Quando Denis [Dionísio], de Siracusa, pediu a Platão documentos sobre a vida grega, colectiva e natural, recebeu minhas comédias e não as tragédias de Ésquilo, Sófocles, Eurípides. A Grécia estava ali, completa e viva, em tamanho real, nas dimensões dos vícios e das virtudes. Continuaram contemporâneas. Ainda comovem, irritam, enternecem. Fazem rir. E são apenas onze. Venceram mais de dois mil anos! [...] Outro elemento, desaparecido na maré-montante das convenções e restrições da Etiqueta presente, era a Linguagem usada pelos nossos atores e declamada pelo coro. Vibrava e agia inalterada e natural como se cada cidadão estivesse no palco. Não evitávamos vocábulos expressivos e menos ainda claras alusões às intimidades verídicas da vida doméstica.

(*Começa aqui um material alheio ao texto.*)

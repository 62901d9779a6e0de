// src/pipeline/event_bus.rs
//
// Session notifications. The session publishes at the moment it mutates
// state; subscribers (UI, the gesture pipeline) each get their own queue
// and never reach into the session directly.

use crate::session::AlarmState;
use std::collections::VecDeque;
use tokio::sync::mpsc;
use tracing::{debug, info, warn};

#[derive(Debug, Clone, Copy, PartialEq, Eq)]
pub enum DeliveryOperation {
    LocationUpdate,
    StatusUpdate,
}

#[derive(Debug, Clone, PartialEq)]
pub enum SessionNotification {
    StateChanged {
        from: AlarmState,
        to: AlarmState,
    },

    /// Incident created; the user may still cancel it
    Submitted {
        alarm_id: String,
    },

    /// A trigger while active was turned into a location refresh
    LocationRefreshed {
        alarm_id: String,
    },

    Cancelled {
        alarm_id: Option<String>,
        /// False when the cancel came from teardown and should stay silent
        show_confirmation: bool,
    },

    /// Dispatch unreachable; ask the user to place an emergency call
    EmergencyCallRequested {
        reason: String,
    },

    LocationRejected {
        reason: String,
    },

    /// A best-effort request did not go through. State is unaffected.
    DeliveryFailed {
        operation: DeliveryOperation,
        alarm_id: String,
        reason: String,
    },
}

impl SessionNotification {
    /// Text for the user, if this notification is meant to be shown.
    pub fn user_message(&self) -> Option<String> {
        match self {
            SessionNotification::Submitted { .. } => {
                Some("Help is on the way. Tap to cancel the alarm.".to_string())
            }
            SessionNotification::LocationRefreshed { .. } => {
                Some("Updated. Hang in there!".to_string())
            }
            SessionNotification::Cancelled {
                show_confirmation: true,
                ..
            } => Some("Alarm cancelled.".to_string()),
            SessionNotification::EmergencyCallRequested { .. } => {
                Some("Could not reach dispatch. Call 911 now?".to_string())
            }
            SessionNotification::DeliveryFailed { operation, .. } => Some(match operation {
                DeliveryOperation::LocationUpdate => "Failed to update your location.".to_string(),
                DeliveryOperation::StatusUpdate => "Failed to cancel the alarm.".to_string(),
            }),
            SessionNotification::LocationRejected { reason } => {
                Some(format!("Location unavailable: {}", reason))
            }
            SessionNotification::StateChanged { .. }
            | SessionNotification::Cancelled {
                show_confirmation: false,
                ..
            } => None,
        }
    }
}

pub struct NotificationBus {
    subscribers: Vec<mpsc::UnboundedSender<SessionNotification>>,
    recent: VecDeque<SessionNotification>,
    max_recent: usize,
}

impl NotificationBus {
    pub fn new(max_recent: usize) -> Self {
        Self {
            subscribers: Vec::new(),
            recent: VecDeque::with_capacity(max_recent),
            max_recent,
        }
    }

    pub fn subscribe(&mut self) -> mpsc::UnboundedReceiver<SessionNotification> {
        let (tx, rx) = mpsc::unbounded_channel();
        self.subscribers.push(tx);
        rx
    }

    pub fn publish(&mut self, notification: SessionNotification) {
        match &notification {
            SessionNotification::StateChanged { from, to } => {
                debug!("Session {} → {}", from.as_str(), to.as_str());
            }
            SessionNotification::EmergencyCallRequested { reason } => {
                warn!("📞 Emergency-call fallback requested: {}", reason);
            }
            other => {
                if let Some(message) = other.user_message() {
                    info!("📣 {}", message);
                }
            }
        }

        // Subscribers that hung up are dropped
        self.subscribers
            .retain(|tx| tx.send(notification.clone()).is_ok());

        if self.max_recent > 0 {
            if self.recent.len() >= self.max_recent {
                self.recent.pop_front();
            }
            self.recent.push_back(notification);
        }
    }

    pub fn recent(&self) -> impl Iterator<Item = &SessionNotification> {
        self.recent.iter()
    }

    pub fn subscriber_count(&self) -> usize {
        self.subscribers.len()
    }
}

impl Default for NotificationBus {
    fn default() -> Self {
        Self::new(32)
    }
}
// src/detection/types.rs

use crate::types::ServiceSelection;
use serde::Serialize;

/// Per-frame reading from the face classifier. Carries no history.
#[derive(Debug, Clone, Copy, Default, PartialEq, Eq)]
pub struct GestureSignal {
    pub left_eye_closed: bool,
    pub right_eye_closed: bool,
    pub has_smile: bool,
}

impl GestureSignal {
    /// What a frame without a usable face reads as.
    pub fn neutral() -> Self {
        Self::default()
    }

    /// Both-closed wins over a single eye so a squint of both eyes is never
    /// read as a one-eye gesture.
    pub fn category(&self) -> GestureCategory {
        match (self.left_eye_closed, self.right_eye_closed) {
            (true, true) => GestureCategory::Both,
            (true, false) => GestureCategory::LeftOnly,
            (false, true) => GestureCategory::RightOnly,
            (false, false) => GestureCategory::Neither,
        }
    }
}

#[derive(Debug, Clone, Copy, PartialEq, Eq)]
pub enum GestureCategory {
    Both,
    LeftOnly,
    RightOnly,
    Neither,
}

impl GestureCategory {
    pub fn event(self) -> Option<GestureEvent> {
        match self {
            GestureCategory::Both => Some(GestureEvent::Medical),
            GestureCategory::LeftOnly => Some(GestureEvent::Police),
            GestureCategory::RightOnly => Some(GestureEvent::Fire),
            GestureCategory::Neither => None,
        }
    }
}

/// A gesture held long enough to count as deliberate.
#[derive(Debug, Clone, Copy, PartialEq, Eq, Serialize)]
pub enum GestureEvent {
    Police,
    Fire,
    Medical,
    SmileConfirm,
}

impl GestureEvent {
    pub fn as_str(&self) -> &'static str {
        match self {
            GestureEvent::Police => "POLICE",
            GestureEvent::Fire => "FIRE",
            GestureEvent::Medical => "MEDICAL",
            GestureEvent::SmileConfirm => "SMILE_CONFIRM",
        }
    }
}

impl ServiceSelection {
    /// Adds the service a gesture asks for. Returns false when the event
    /// selects nothing or the service was already selected.
    pub fn select(&mut self, event: GestureEvent) -> bool {
        let slot = match event {
            GestureEvent::Police => &mut self.police,
            GestureEvent::Fire => &mut self.fire,
            GestureEvent::Medical => &mut self.medical,
            GestureEvent::SmileConfirm => return false,
        };
        let changed = !*slot;
        *slot = true;
        changed
    }
}
// src/session/mod.rs

pub mod runtime;
pub mod state_machine;
pub mod store;

pub use runtime::{SessionError, SessionHandle, SessionRuntime};
pub use state_machine::{AlarmSession, AlarmState, SessionEffect, SessionEvent, SessionState};
pub use store::{FileSessionStore, MemorySessionStore, PersistedSession, SessionStore};
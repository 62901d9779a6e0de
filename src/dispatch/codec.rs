// src/dispatch/codec.rs
//
// JSON payloads exchanged with the alarm dispatch service.
//
//   create  → {"services":{..},"location":{"coordinates":{..}}|{"address":{..}}}
//   create  ← {"id":"..."}           (other fields ignored)
//   update  → {"coordinates":{..}}  or {"address":{..}}
//   status  → {"status":"CANCELED"}

use super::client::DispatchError;
use crate::types::{Location, ServiceSelection};
use serde::{Deserialize, Serialize};

#[derive(Debug, Clone, PartialEq, Serialize, Deserialize)]
pub struct CreateAlarmRequest {
    pub services: ServiceSelection,
    pub location: Location,
}

#[derive(Debug, Clone, Deserialize)]
pub struct CreateAlarmResponse {
    pub id: String,
}

/// The update body is the bare location.
pub type LocationUpdate = Location;

#[derive(Debug, Clone, Copy, PartialEq, Eq, Serialize, Deserialize)]
#[serde(rename_all = "SCREAMING_SNAKE_CASE")]
pub enum AlarmStatus {
    Canceled,
}

#[derive(Debug, Clone, Copy, PartialEq, Eq, Serialize, Deserialize)]
pub struct StatusUpdate {
    pub status: AlarmStatus,
}

/// Extract the incident id from a create response body.
pub fn decode_create_response(body: &[u8]) -> Result<String, DispatchError> {
    let response: CreateAlarmResponse = serde_json::from_slice(body)?;
    let id = response.id.trim();
    if id.is_empty() {
        return Err(DispatchError::MissingIncidentId);
    }
    Ok(id.to_string())
}
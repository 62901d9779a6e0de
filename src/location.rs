// src/location.rs
//
// Location feed plumbing: raw fixes and reverse-geocoded placemarks are
// turned into the `Location` the dispatch service understands, and every
// location is checked before it can reach a session.

use crate::types::{Coordinates, Location, PostalAddress};
use serde::Deserialize;
use thiserror::Error;

#[derive(Debug, Clone, PartialEq, Error)]
pub enum LocationError {
    #[error("coordinates are not finite numbers")]
    NonFinite,

    #[error("coordinates out of range: lat={lat}, lng={lng}")]
    OutOfRange { lat: f64, lng: f64 },

    #[error("address has no populated fields")]
    EmptyAddress,

    #[error("location fix has unusable horizontal accuracy ({0})")]
    InvalidFix(f64),
}

impl Location {
    pub fn validate(&self) -> Result<(), LocationError> {
        match self {
            Location::Coordinates(c) => c.validate(),
            Location::Address(a) => {
                let fields = [&a.line1, &a.line2, &a.city, &a.state, &a.zip];
                if fields.iter().all(|f| f.trim().is_empty()) {
                    Err(LocationError::EmptyAddress)
                } else {
                    Ok(())
                }
            }
        }
    }
}

impl Coordinates {
    pub fn validate(&self) -> Result<(), LocationError> {
        if !self.lat.is_finite() || !self.lng.is_finite() {
            return Err(LocationError::NonFinite);
        }
        if !(-90.0..=90.0).contains(&self.lat) || !(-180.0..=180.0).contains(&self.lng) {
            return Err(LocationError::OutOfRange {
                lat: self.lat,
                lng: self.lng,
            });
        }
        Ok(())
    }
}

/// One reading from the platform location service.
///
/// Accuracies are radii in meters; a negative horizontal accuracy means the
/// fix is invalid, a negative vertical accuracy only means altitude is unknown.
#[derive(Debug, Clone, Copy, PartialEq, Deserialize)]
pub struct LocationFix {
    pub lat: f64,
    pub lng: f64,
    pub horizontal_accuracy: f64,
    #[serde(default)]
    pub vertical_accuracy: f64,
}

impl LocationFix {
    /// Combined accuracy is the length of the (horizontal, vertical) error
    /// vector, truncated to whole meters.
    pub fn to_coordinates(&self) -> Result<Coordinates, LocationError> {
        if !self.horizontal_accuracy.is_finite() || self.horizontal_accuracy < 0.0 {
            return Err(LocationError::InvalidFix(self.horizontal_accuracy));
        }
        let vertical = if self.vertical_accuracy.is_finite() && self.vertical_accuracy > 0.0 {
            self.vertical_accuracy
        } else {
            0.0
        };
        let combined = self.horizontal_accuracy.hypot(vertical);

        let coordinates = Coordinates {
            lat: self.lat,
            lng: self.lng,
            accuracy: combined as u32,
        };
        coordinates.validate()?;
        Ok(coordinates)
    }
}

/// Reverse-geocoding result; any part may be missing.
#[derive(Debug, Clone, Default, PartialEq, Deserialize)]
#[serde(default)]
pub struct Placemark {
    pub thoroughfare: Option<String>,
    pub sub_thoroughfare: Option<String>,
    pub locality: Option<String>,
    pub administrative_area: Option<String>,
    pub postal_code: Option<String>,
}

impl Placemark {
    /// `None` when the geocoder knew nothing about the place. Blank parts
    /// count as missing.
    pub fn to_address(&self) -> Option<PostalAddress> {
        let take = |p: &Option<String>| {
            p.as_deref()
                .map(str::trim)
                .filter(|s| !s.is_empty())
                .map(str::to_string)
                .unwrap_or_default()
        };
        let parts = [
            &self.thoroughfare,
            &self.sub_thoroughfare,
            &self.locality,
            &self.administrative_area,
            &self.postal_code,
        ];
        if parts.iter().all(|p| take(*p).is_empty()) {
            return None;
        }
        Some(PostalAddress {
            line1: take(&self.thoroughfare),
            line2: take(&self.sub_thoroughfare),
            city: take(&self.locality),
            state: take(&self.administrative_area),
            zip: take(&self.postal_code),
        })
    }
}
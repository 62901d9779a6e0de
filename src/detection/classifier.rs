// src/detection/classifier.rs
//
// Adapter between an external face-feature detector and the debouncer.
// Detector failures and empty frames both degrade to a neutral signal;
// nothing here is allowed to interrupt the frame stream.

use super::types::GestureSignal;
use anyhow::Result;
use serde::Deserialize;
use tracing::{debug, warn};

/// What a detector reports for one face in a frame.
#[derive(Debug, Clone, Copy, Default, PartialEq, Deserialize)]
#[serde(default)]
pub struct FaceFeatures {
    pub left_eye_closed: bool,
    pub right_eye_closed: bool,
    pub has_smile: bool,
    /// Face bounding-box area in pixels; used to pick the closest face
    pub bounds_area: f32,
}

/// Black-box per-frame face classifier.
pub trait FaceDetector {
    type Frame;

    fn detect(&mut self, frame: &Self::Frame) -> Result<Vec<FaceFeatures>>;
}

pub struct ClassifierAdapter {
    swap_eyes: bool,
    empty_frames: u64,
    failed_frames: u64,
}

impl ClassifierAdapter {
    pub fn new(swap_eyes: bool) -> Self {
        Self {
            swap_eyes,
            empty_frames: 0,
            failed_frames: 0,
        }
    }

    pub fn observe<D: FaceDetector>(&mut self, detector: &mut D, frame: &D::Frame) -> GestureSignal {
        match detector.detect(frame) {
            Ok(faces) => self.signal_from_faces(&faces),
            Err(e) => {
                self.failed_frames += 1;
                warn!("Face detector failed, treating frame as neutral: {:#}", e);
                GestureSignal::neutral()
            }
        }
    }

    /// Uses the largest face; the first one wins ties.
    pub fn signal_from_faces(&mut self, faces: &[FaceFeatures]) -> GestureSignal {
        let closest = faces.iter().fold(None::<&FaceFeatures>, |best, face| match best {
            Some(b) if b.bounds_area >= face.bounds_area => Some(b),
            _ => Some(face),
        });

        let Some(face) = closest else {
            self.empty_frames += 1;
            debug!("No face in frame");
            return GestureSignal::neutral();
        };

        let (left, right) = if self.swap_eyes {
            (face.right_eye_closed, face.left_eye_closed)
        } else {
            (face.left_eye_closed, face.right_eye_closed)
        };

        GestureSignal {
            left_eye_closed: left,
            right_eye_closed: right,
            has_smile: face.has_smile,
        }
    }

    pub fn empty_frames(&self) -> u64 {
        self.empty_frames
    }

    pub fn failed_frames(&self) -> u64 {
        self.failed_frames
    }
}

impl Default for ClassifierAdapter {
    fn default() -> Self {
        Self::new(false)
    }
}
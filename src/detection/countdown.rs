// src/detection/countdown.rs
//
// Abortable countdown between a confirmed smile and the actual alarm.
// The caller owns the timer; every tick and every cancel goes through
// `&mut self`, so a cancel is either seen before the final tick or
// arrives after the countdown already fired and is ignored.

use tracing::{debug, info};

#[derive(Debug, Clone, Copy, PartialEq, Eq)]
pub enum CountdownState {
    Unarmed,
    Armed { seconds_remaining: u32 },
}

#[derive(Debug, Clone, Copy, PartialEq, Eq)]
pub enum CountdownTick {
    /// Nothing armed; the tick is ignored
    Idle,
    /// Still counting; value is what to announce
    Remaining(u32),
    /// Reached zero; trigger now. Back to unarmed.
    Fired,
}

pub struct CountdownConfirmer {
    start_seconds: u32,
    state: CountdownState,
}

impl CountdownConfirmer {
    pub fn new(start_seconds: u32) -> Self {
        Self {
            start_seconds: start_seconds.max(1),
            state: CountdownState::Unarmed,
        }
    }

    /// Returns false if a countdown was already running.
    pub fn arm(&mut self) -> bool {
        if self.is_armed() {
            debug!("Countdown already armed, ignoring");
            return false;
        }
        self.state = CountdownState::Armed {
            seconds_remaining: self.start_seconds,
        };
        info!("⏳ Countdown armed: {}s to abort", self.start_seconds);
        true
    }

    /// Returns true if an armed countdown was discarded.
    pub fn cancel(&mut self) -> bool {
        match self.state {
            CountdownState::Armed { seconds_remaining } => {
                self.state = CountdownState::Unarmed;
                info!("✋ Countdown cancelled with {}s left", seconds_remaining);
                true
            }
            CountdownState::Unarmed => false,
        }
    }

    pub fn tick(&mut self) -> CountdownTick {
        match self.state {
            CountdownState::Unarmed => CountdownTick::Idle,
            CountdownState::Armed { seconds_remaining } => {
                let remaining = seconds_remaining.saturating_sub(1);
                if remaining == 0 {
                    self.state = CountdownState::Unarmed;
                    info!("🚨 Countdown elapsed, submitting");
                    CountdownTick::Fired
                } else {
                    self.state = CountdownState::Armed {
                        seconds_remaining: remaining,
                    };
                    CountdownTick::Remaining(remaining)
                }
            }
        }
    }

    pub fn is_armed(&self) -> bool {
        matches!(self.state, CountdownState::Armed { .. })
    }

    pub fn state(&self) -> CountdownState {
        self.state
    }

    pub fn start_seconds(&self) -> u32 {
        self.start_seconds
    }
}

impl Default for CountdownConfirmer {
    fn default() -> Self {
        Self::new(3)
    }
}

Mesmo que a concepção temática fosse alta e nova, como Nuvens, Rãs, Vespas, Pássaros, não empregávamos jamais dois vocabulários, como fazem os civilizados de agora, uma língua no palco e outra nas casas, ruas e praças, mercados e palácios, sendo realmente uma única. Vivíamos, verbalmente. A continuidade realística das vozes habituais. As nossas damas e matronas ouviam no palco o que sabiam existir nos costumes familiares. Apenas, nunca essa liberdade vocabular constituía o fundamento sedutor da peça. O nosso pudor tinha outros recatos e símbolos. As frases mais vivas caiam com naturalidade e no justo momento irrecusável. Por isso os tradutores, com moral ofendida e inocência ameaçada, fazem versão desses trechos do grego para o latim, ou avisam, anjos pulcros, que o período é intraduzível. Satanás reaceando brasas. Poseídon temendo afogar-se.
Câmara Cascudo, Prelúdio e Fuga do Real.
Fundação José Augusto, Natal: 1974, pp. 145-151.